A new clinical trial has delivered a deflating verdict on one of the world's most popular supplements: high-dose omega-3 fish oil did nothing to slow cognitive decline or brain aging in older adults, according to research reported by ScienceDaily.

What the study did

Researchers at Keck Medicine of the University of Southern California ran a two-year, placebo-controlled trial in 365 adults aged 55 to 80. Participants took either 2,000 milligrams a day of DHA — a key omega-3 fatty acid — or a dummy pill. The design deliberately targeted the people who might gain the most: all were people who rarely ate fish, and nearly half carried APOE4, a gene variant that raises the risk of Alzheimer's disease.

What it found

The supplement did reach the brain — levels of DHA in the fluid around the brain and spinal cord rose by around 17% in those taking it. But that did not translate into any benefit. After two years, there was no meaningful difference between the groups on memory and thinking tests, and brain scans showed no slowing of the shrinkage of the hippocampus, a region central to memory and an early casualty of Alzheimer's. The work was published in the journal eBioMedicine.

Why it matters

Fish oil is a multibillion-dollar business, and many people take it specifically to guard against dementia. That hope has roots in real science: studies have repeatedly linked eating oily fish to better brain health in later life. The catch is that the benefits of eating fish have never reliably carried over to supplements, and this trial — among the more rigorous tests yet — reinforces that gap.

The caveats

A single study does not close the book.
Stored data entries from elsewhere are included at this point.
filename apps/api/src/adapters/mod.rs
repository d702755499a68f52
pub mod http;
pub mod jira;
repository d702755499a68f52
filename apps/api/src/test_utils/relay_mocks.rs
//! In-memory `IdentityVerifier` for use case and route tests.

use async_trait::async_trait;
use serde_json::Value;
use std::sync::Mutex;

use crate::{
    app_error::{AppError, AppResult},
    domain::entities::credentials::Credentials,
    use_cases::relay::IdentityVerifier,
};

type ErrorFactory = Box<dyn Fn() -> AppError + Send + Sync>;

enum StubOutcome {
    Profile(Value),
    Error(ErrorFactory),
}

/// Verifier that returns a scripted outcome and records the normalized domain
/// of every call.
pub struct StubIdentityVerifier {
    outcome: StubOutcome,
    pub calls: Mutex<Vec<String>>,
}

impl StubIdentityVerifier {
    pub fn succeeding(profile: Value) -> Self {
        Self {
            outcome: StubOutcome::Profile(profile),
            calls: Mutex::new(Vec::new()),
        }
    }

    pub fn failing(error: impl Fn() -> AppError + Send + Sync + 'static) -> Self {
        Self {
            outcome: StubOutcome::Error(Box::new(error)),
            calls: Mutex::new(Vec::new()),
        }
    }

    pub fn call_count(&self) -> usize {
        self.calls.lock().unwrap().len()
    }

    pub fn domains(&self) -> Vec<String> {
        self.calls.lock().unwrap().clone()
    }
}

#[async_trait]
impl IdentityVerifier for StubIdentityVerifier {
    async fn fetch_myself(&self, credentials: &Credentials) -> AppResult<Value> {
        self.calls.lock().unwrap().push(credentials.domain.clone());
        match &self.outcome {
            StubOutcome::Profile(profile) => Ok(profile.clone()),
            StubOutcome::Error(make) => Err(make()),
        }
    }
}

#[cfg(test)]
mod tests {
    use super::*;
    use serde_json::json;

    #[tokio::test]
    async fn stub_records_calls() {
        let stub = StubIdentityVerifier::succeeding(json!({ "accountId": "1" }));
        let creds = Credentials::new("a@b.c", "foo.atlassian.net", "tok").unwrap();

        let profile = stub.fetch_myself(&creds).await.unwrap();

        assert_eq!(profile, json!({ "accountId": "1" }));
        assert_eq!(stub.domains(), vec!["foo.atlassian.net".to_string()]);
    }

    #[tokio::test]
    async fn failing_stub_returns_fresh_error_each_call() {
        let stub = StubIdentityVerifier::failing(|| AppError::NetworkFailure("refused".into()));
        let creds = Credentials::new("a@b.c", "foo.atlassian.net", "tok").unwrap();

        assert!(stub.fetch_myself(&creds).await.is_err());
        assert!(stub.fetch_myself(&creds).await.is_err());
        assert_eq!(stub.call_count(), 2);
    }
}
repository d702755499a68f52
use async_trait::async_trait;
use jira_relay_types::{IDENTITY_PATH, remote_url};
use reqwest::{
    Client,
    header::{ACCEPT, AUTHORIZATION, HeaderValue},
};
use secrecy::ExposeSecret;
use serde_json::Value;
use std::error::Error as StdError;
use url::Url;

use crate::{
    app_error::{AppError, AppResult, GENERIC_FAILURE_MESSAGE},
    domain::entities::credentials::Credentials,
    use_cases::relay::IdentityVerifier,
};

const REDACTED: &str = "[REDACTED]";

/// Shorter tokens are not real Jira API tokens; replacing them would only
/// mangle the remote's message.
const MIN_REDACTED_TOKEN_LEN: usize = 6;

/// Calls `GET {scheme}://{domain}/rest/api/3/myself` on Jira Cloud.
#[derive(Clone)]
pub struct JiraIdentityClient {
    client: Client,
    scheme: String,
}

impl JiraIdentityClient {
    pub fn new(client: Client, scheme: String) -> Self {
        Self { client, scheme }
    }

    fn identity_url(&self, domain: &str) -> AppResult<Url> {
        Url::parse(&remote_url(&self.scheme, domain, IDENTITY_PATH))
            .map_err(|e| AppError::NetworkFailure(format!("invalid Jira URL: {e}")))
    }
}

#[async_trait]
impl IdentityVerifier for JiraIdentityClient {
    async fn fetch_myself(&self, credentials: &Credentials) -> AppResult<Value> {
        let token = credentials.api_token.expose_secret();
        let url = self.identity_url(&credentials.domain)?;

        let mut auth = HeaderValue::try_from(credentials.auth_header().expose_secret())
            .map_err(|_| AppError::InvalidRequest)?;
        auth.set_sensitive(true);

        let resp = self
            .client
            .get(url)
            .header(AUTHORIZATION, auth)
            .header(ACCEPT, "application/json")
            .send()
            .await
            .map_err(|e| AppError::NetworkFailure(redact(&describe(&e), token)))?;

        let status = resp.status().as_u16();
        let body = resp
            .text()
            .await
            .map_err(|e| AppError::NetworkFailure(redact(&describe(&e), token)))?;

        match map_identity_response(status, &body) {
            Err(AppError::RemoteRejected { status, message }) => Err(AppError::RemoteRejected {
                status,
                message: redact(&message, token),
            }),
            other => other,
        }
    }
}

/// Map a remote status and body to the relay outcome.
pub fn map_identity_response(status: u16, body: &str) -> AppResult<Value> {
    if (200..300).contains(&status) {
        // The profile is passed through untouched; Jira does not echo the token here.
        return Ok(serde_json::from_str(body).unwrap_or_else(|_| Value::Object(Default::default())));
    }

    if status == 401 {
        return Err(AppError::RemoteUnauthorized);
    }

    Err(AppError::RemoteRejected {
        status,
        message: extract_error_message(body).unwrap_or_else(|| GENERIC_FAILURE_MESSAGE.to_string()),
    })
}

/// First entry of Jira's `errorMessages` array, if it is a non-empty string.
///
/// Bodies that are not JSON, or where `errorMessages` is not an array, yield `None`.
pub fn extract_error_message(body: &str) -> Option<String> {
    let parsed: Value = serde_json::from_str(body).ok()?;
    parsed
        .get("errorMessages")?
        .as_array()?
        .first()?
        .as_str()
        .filter(|msg| !msg.trim().is_empty())
        .map(str::to_string)
}

// reqwest's Display stops at the outermost error; the cause chain has the useful part.
fn describe(err: &reqwest::Error) -> String {
    let mut text = err.to_string();
    let mut source = StdError::source(err);
    while let Some(cause) = source {
        text.push_str(": ");
        text.push_str(&cause.to_string());
        source = cause.source();
    }
    text
}

fn redact(text: &str, token: &str) -> String {
    if token.chars().count() < MIN_REDACTED_TOKEN_LEN {
        return text.to_string();
    }
    text.replace(token, REDACTED)
}
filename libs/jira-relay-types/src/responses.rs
use serde::{Deserialize, Serialize};

/// Body sent to `POST /jira-authenticate`.
#[derive(Clone, Serialize)]
#[serde(rename_all = "camelCase")]
pub struct AuthenticateRequest<'a> {
    pub email: &'a str,
    pub domain: &'a str,
    pub api_token: &'a str,
}

/// Successful relay response.
#[derive(Debug, Clone, Serialize, Deserialize)]
pub struct AuthenticateResponse {
    /// Always `true`
    pub ok: bool,

    /// Jira profile of the authenticated user, passed through as-is.
    pub myself: serde_json::Value,
}

/// Failed relay response.
#[derive(Debug, Clone, Serialize, Deserialize)]
pub struct ErrorResponse {
    pub error: String,
}
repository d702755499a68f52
pub mod app_error;
pub mod use_cases;
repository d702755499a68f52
//! Test utilities for integration testing.
//!
//! This module provides:
//! - A scripted in-memory `IdentityVerifier` that records its calls
//! - A builder for `AppState` wired to either that stub or the real Jira adapter

mod app_state_builder;
mod relay_mocks;

pub use app_state_builder::*;
pub use relay_mocks::*;
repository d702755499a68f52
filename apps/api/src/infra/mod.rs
pub mod app;
pub mod config;
pub mod error;
pub mod http_client;
pub mod setup;
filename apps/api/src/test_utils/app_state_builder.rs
//! Test app state builder for HTTP-level integration testing.
//!
//! `TestAppStateBuilder` creates an `AppState` either around a stub
//! `IdentityVerifier` or around the real Jira adapter, with a config that
//! never touches the environment.

use std::net::{Ipv4Addr, SocketAddr};
use std::sync::Arc;

use axum::http::HeaderValue;

use crate::{
    adapters::{http::app_state::AppState, jira::JiraIdentityClient},
    infra::{
        config::AppConfig,
        http_client::{DEFAULT_CONNECT_TIMEOUT, DEFAULT_REQUEST_TIMEOUT, try_build_default_client},
    },
    use_cases::relay::{IdentityVerifier, RelayUseCases},
};

/// Builder for creating `AppState` for tests.
///
/// # Example
///
/// ```ignore
/// let verifier = Arc::new(StubIdentityVerifier::succeeding(json!({"accountId": "123"})));
/// let app_state = TestAppStateBuilder::new().with_verifier(verifier).build();
/// ```
pub struct TestAppStateBuilder {
    verifier: Option<Arc<dyn IdentityVerifier>>,
    jira_scheme: String,
}

impl TestAppStateBuilder {
    pub fn new() -> Self {
        Self {
            verifier: None,
            jira_scheme: "https".to_string(),
        }
    }

    /// Use a stub instead of the real Jira adapter.
    pub fn with_verifier(mut self, verifier: Arc<dyn IdentityVerifier>) -> Self {
        self.verifier = Some(verifier);
        self
    }

    /// Scheme for the real Jira adapter ("http" for wiremock servers).
    pub fn with_jira_scheme(mut self, scheme: &str) -> Self {
        self.jira_scheme = scheme.to_string();
        self
    }

    pub fn build(self) -> AppState {
        let config = test_config(&self.jira_scheme);

        let verifier = self.verifier.unwrap_or_else(|| {
            let client = try_build_default_client().unwrap();
            Arc::new(JiraIdentityClient::new(client, config.jira_scheme.clone()))
        });

        AppState {
            config: Arc::new(config),
            relay_use_cases: Arc::new(RelayUseCases::new(verifier)),
        }
    }
}

impl Default for TestAppStateBuilder {
    fn default() -> Self {
        Self::new()
    }
}

fn test_config(jira_scheme: &str) -> AppConfig {
    AppConfig {
        bind_addr: SocketAddr::from((Ipv4Addr::LOCALHOST, 0)),
        cors_origin: HeaderValue::from_static("http://localhost:3000"),
        jira_scheme: jira_scheme.to_string(),
        remote_connect_timeout: DEFAULT_CONNECT_TIMEOUT,
        remote_request_timeout: DEFAULT_REQUEST_TIMEOUT,
        log_file: None,
    }
}
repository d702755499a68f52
use crate::{
    adapters::{http::app_state::AppState, jira::JiraIdentityClient},
    infra::{config::AppConfig, error::InfraError, http_client::try_build_client},
    use_cases::relay::{IdentityVerifier, RelayUseCases},
};
use std::fs::File;
use std::path::Path;
use std::sync::Arc;
use tracing_subscriber::{EnvFilter, fmt, layer::SubscriberExt, util::SubscriberInitExt};

pub fn init_app_state(config: AppConfig) -> Result<AppState, InfraError> {
    let client = try_build_client(config.remote_connect_timeout, config.remote_request_timeout)?;

    let verifier = Arc::new(JiraIdentityClient::new(client, config.jira_scheme.clone()));
    let relay_use_cases = RelayUseCases::new(verifier as Arc<dyn IdentityVerifier>);

    Ok(AppState {
        config: Arc::new(config),
        relay_use_cases: Arc::new(relay_use_cases),
    })
}

pub fn init_tracing(log_file: Option<&Path>) {
    let filter = EnvFilter::try_from_default_env()
        .unwrap_or_else(|_| "jira_relay_api=debug,tower_http=debug".into());

    // Console (pretty logs)
    let console_layer = fmt::layer()
        .with_target(false) // don't show target (module path)
        .with_level(true) // show log level
        .pretty(); // human-friendly, with colors

    // File (structured JSON logs); skipped when the file can't be created
    let file = log_file.and_then(|path| File::create(path).ok());
    let file_missing = log_file.is_some() && file.is_none();
    let json_layer = file.map(|file| {
        fmt::layer()
            .json()
            .with_writer(file)
            .with_current_span(true)
            .with_span_list(true)
    });

    tracing_subscriber::registry()
        .with(filter)
        .with(console_layer)
        .with(json_layer)
        .try_init()
        .ok();

    if file_missing {
        tracing::warn!("Log file could not be created, JSON file logging disabled");
    }
}
//! HTTP client factory with consistent timeout configuration.
//!
//! Outbound calls to Jira go through the client built here rather than a
//! bare `reqwest::Client::new()`, so every request has a bounded lifetime.

use reqwest::Client;
use std::time::Duration;

/// Default connect timeout (TCP handshake + TLS).
pub const DEFAULT_CONNECT_TIMEOUT: Duration = Duration::from_secs(5);

/// Default request timeout (total request/response time).
///
/// `/rest/api/3/myself` is a single small read; Jira answers within seconds.
pub const DEFAULT_REQUEST_TIMEOUT: Duration = Duration::from_secs(30);

const USER_AGENT: &str = concat!("jira-relay/", env!("CARGO_PKG_VERSION"));

/// Build an HTTP client with the given timeouts.
pub fn try_build_client(
    connect_timeout: Duration,
    request_timeout: Duration,
) -> Result<Client, reqwest::Error> {
    Client::builder()
        .connect_timeout(connect_timeout)
        .timeout(request_timeout)
        .user_agent(USER_AGENT)
        .build()
}

/// Build an HTTP client with default timeouts.
pub fn try_build_default_client() -> Result<Client, reqwest::Error> {
    try_build_client(DEFAULT_CONNECT_TIMEOUT, DEFAULT_REQUEST_TIMEOUT)
}
pub mod relay;
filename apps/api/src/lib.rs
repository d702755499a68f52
pub mod adapters;
pub mod application;
pub mod domain;
pub mod infra;

#[cfg(test)]
pub mod test_utils;

// Re-exports for shorter use statements.
pub use application::*;
pub use domain::*;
The trial looked specifically at DHA in people with low fish intake, and excluded those who already had cognitive impairment, so it cannot say whether supplements might help other groups or those with early memory problems. Researchers have suggested that omega-3s may do more good as part of a wider, Mediterranean-style diet than as an isolated pill. Fish oil is also studied separately for heart health, a different question with its own evolving evidence.

The practical takeaway is modest and familiar: most health advice still favors eating oily fish a couple of times a week as part of a balanced diet, while the case for fish oil capsules as a brain-protector remains unproven. Anyone weighing whether to start or stop a supplement — especially those on other medicines — should talk to their doctor. None of this is medical advice.